We should keep separate two meanings to “ordering loves” to avoid confusion, however. And we must not allow our special obligations to trump our obligation to the common good, especially the least privileged among us.
On way to understanding “ordering love” pertains to our obligations, as finite creatures, to promote overall well-being.[1] This task assumes the meaning of love common in the Bible, which points to love as promoting abundant life, flourishing, and shalom. In a world of limited time and resources, to order loves means we sometimes help some instead of others, in the sense of promoting the well-being of some over others.
We should admit, for instance, that we have special obligations to help our own children or life partners more often than obligations to a stranger, kangaroo, or insect. Affirming special commitments does not mean we should neglect strangers entirely or unnecessarily harm other creatures. But our current locations, past commitments, and various relationships mean we are sometimes rightly promoting the good of one or some over the good of others.[2]
As an example, consider a mother’s obligation to love her newborn. She should help her child in ways she is not obliged to help others. This specific infant relies upon this specific adult, and specific responsibilities follow.
Acting for the good of one or a few, of course, often overlaps with promoting the common good. Raising a socially mature child, for instance, is good for the child and for society. In an interconnected world, the good of one often coincides with the good of others.
Of course, we do not love if we act to benefit a few at the great expense of the many. Nor are we loving if we heap good things upon some but neglect the needs of those who are especially hurting or in need. “Ordering love” should not be an excuse to ignore the least, the last, or the relatively powerless.
This first approach to ordering love, therefore, understands love as trying to promote well-being. Ordering loves pertains to whose well-being we should intentionally promote, given various limitations, relations, and commitments. We can’t do everything.

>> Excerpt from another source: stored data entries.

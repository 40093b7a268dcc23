use crate::error::Result;
use crate::geometry::Orientation;
use crate::page::Page;
use crate::page_size::PageSize;
use crate::writer::DocumentWriter;
use chrono::{DateTime, Utc};
use std::io::{BufWriter, Write};
use std::path::Path;
use tracing::debug;

/// A document under construction: an ordered sequence of pages plus
/// metadata.
///
/// Object identifiers are not assigned while the document is being built;
/// the serializer assigns them in a deterministic walk when a save begins.
/// Until then, pages can be freely mutated through the handles returned by
/// [`add_page`](Document::add_page).
///
/// A document is an exclusively-owned resource while it is being built:
/// `save_to` borrows it shared, so the borrow checker rules out structural
/// mutation during an in-progress save.
///
/// # Example
///
/// ```rust
/// use vellum_pdf::{Color, Document, DrawingContext, FontSpec, TextAnchor};
///
/// # fn main() -> vellum_pdf::Result<()> {
/// let mut doc = Document::new();
/// let page = doc.add_page();
/// let mut gfx = DrawingContext::new(page);
/// gfx.draw_text(
///     "Testy Test Test",
///     &FontSpec::new("Arial", 12.0),
///     Color::black(),
///     TextAnchor::point(12.0, 12.0),
/// )?;
///
/// let bytes = doc.to_bytes()?;
/// assert!(bytes.starts_with(b"%PDF-"));
/// # Ok(())
/// # }
/// ```
#[derive(Debug, Clone, Default)]
pub struct Document {
    pages: Vec<Page>,
    pub(crate) metadata: DocumentMetadata,
}

/// Metadata serialized into the document information dictionary.
#[derive(Debug, Clone)]
pub struct DocumentMetadata {
    /// Document title
    pub title: Option<String>,
    /// Document author
    pub author: Option<String>,
    /// Document subject
    pub subject: Option<String>,
    /// Document keywords
    pub keywords: Option<String>,
    /// Software that created the original document
    pub creator: Option<String>,
    /// Software that produced the file
    pub producer: Option<String>,
    /// Creation date. Never defaulted: output must not depend on the wall
    /// clock.
    pub creation_date: Option<DateTime<Utc>>,
    /// Modification date. Never defaulted, as above.
    pub modification_date: Option<DateTime<Utc>>,
}

impl Default for DocumentMetadata {
    fn default() -> Self {
        Self {
            title: None,
            author: None,
            subject: None,
            keywords: None,
            creator: None,
            producer: Some(format!("vellum-pdf v{}", env!("CARGO_PKG_VERSION"))),
            creation_date: None,
            modification_date: None,
        }
    }
}

impl Document {
    /// Creates a new empty document.
    pub fn new() -> Self {
        Self::default()
    }

    /// Appends a page and returns a handle to it.
    ///
    /// Never fails; the page starts as Letter portrait.
    pub fn add_page(&mut self) -> &mut Page {
        self.add_page_sized(PageSize::Letter, Orientation::Portrait)
    }

    /// Appends a page with the given preset and orientation.
    pub fn add_page_sized(&mut self, size: PageSize, orientation: Orientation) -> &mut Page {
        self.pages.push(Page::new(size, orientation));
        self.pages.last_mut().expect("page was just pushed")
    }

    /// Number of pages.
    pub fn page_count(&self) -> usize {
        self.pages.len()
    }

    /// The pages, in insertion order (which is also output order).
    pub fn pages(&self) -> &[Page] {
        &self.pages
    }

    /// Mutable handle to the page at `index`.
    pub fn page_mut(&mut self, index: usize) -> Option<&mut Page> {
        self.pages.get_mut(index)
    }

    /// Sets the document title.
    pub fn set_title(&mut self, title: impl Into<String>) {
        self.metadata.title = Some(title.into());
    }

    /// Sets the document author.
    pub fn set_author(&mut self, author: impl Into<String>) {
        self.metadata.author = Some(author.into());
    }

    /// Sets the document subject.
    pub fn set_subject(&mut self, subject: impl Into<String>) {
        self.metadata.subject = Some(subject.into());
    }

    /// Sets the document keywords.
    pub fn set_keywords(&mut self, keywords: impl Into<String>) {
        self.metadata.keywords = Some(keywords.into());
    }

    /// Sets the creator (software that created the original document).
    pub fn set_creator(&mut self, creator: impl Into<String>) {
        self.metadata.creator = Some(creator.into());
    }

    /// Sets the producer (software that produced the file).
    pub fn set_producer(&mut self, producer: impl Into<String>) {
        self.metadata.producer = Some(producer.into());
    }

    /// Sets the creation date.
    pub fn set_creation_date(&mut self, date: DateTime<Utc>) {
        self.metadata.creation_date = Some(date);
    }

    /// Sets the modification date.
    pub fn set_modification_date(&mut self, date: DateTime<Utc>) {
        self.metadata.modification_date = Some(date);
    }

    /// Serializes the document into the given sink.
    ///
    /// The sink is acquired and released by the caller; this method only
    /// writes (and flushes) into it.
    ///
    /// # Errors
    ///
    /// [`Error::Io`](crate::Error::Io) when the sink rejects a write, in
    /// which case the sink contents must be assumed incomplete.
    /// [`Error::InternalConsistency`](crate::Error::InternalConsistency)
    /// when a DOM invariant is broken; detected before any byte is written.
    pub fn save_to<W: Write>(&self, sink: W) -> Result<()> {
        DocumentWriter::new(sink).write_document(self)
    }

    /// Serializes the document into a byte buffer.
    pub fn to_bytes(&self) -> Result<Vec<u8>> {
        let mut buffer = Vec::new();
        self.save_to(&mut buffer)?;
        Ok(buffer)
    }

    /// Serializes the document to a file.
    ///
    /// Convenience over [`save_to`](Document::save_to) that creates the
    /// file and wraps it in a buffered writer.
    pub fn save(&self, path: impl AsRef<Path>) -> Result<()> {
        let file = std::fs::File::create(path.as_ref())?;
        self.save_to(BufWriter::new(file))?;
        debug!(path = %path.as_ref().display(), pages = self.pages.len(), "document saved");
        Ok(())
    }
}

The second way to talk about ordering loves is better called prioritizing desires rather than ordering loves. This is the way Augustine and Aquinas typically use the phrase. According to them, we sometimes rightly desire or devote ourselves to friends more than a complete stranger, for instance. We might rightly desire friendship over isolation or devote ourselves to children more than video games. We are rightly devoted to God rather than idols.
This work to order our desires and devotion means orienting our lives around that which gives life and does good rather than around whatever destroys or harms. Ordering desires and devotion is an ongoing adventure.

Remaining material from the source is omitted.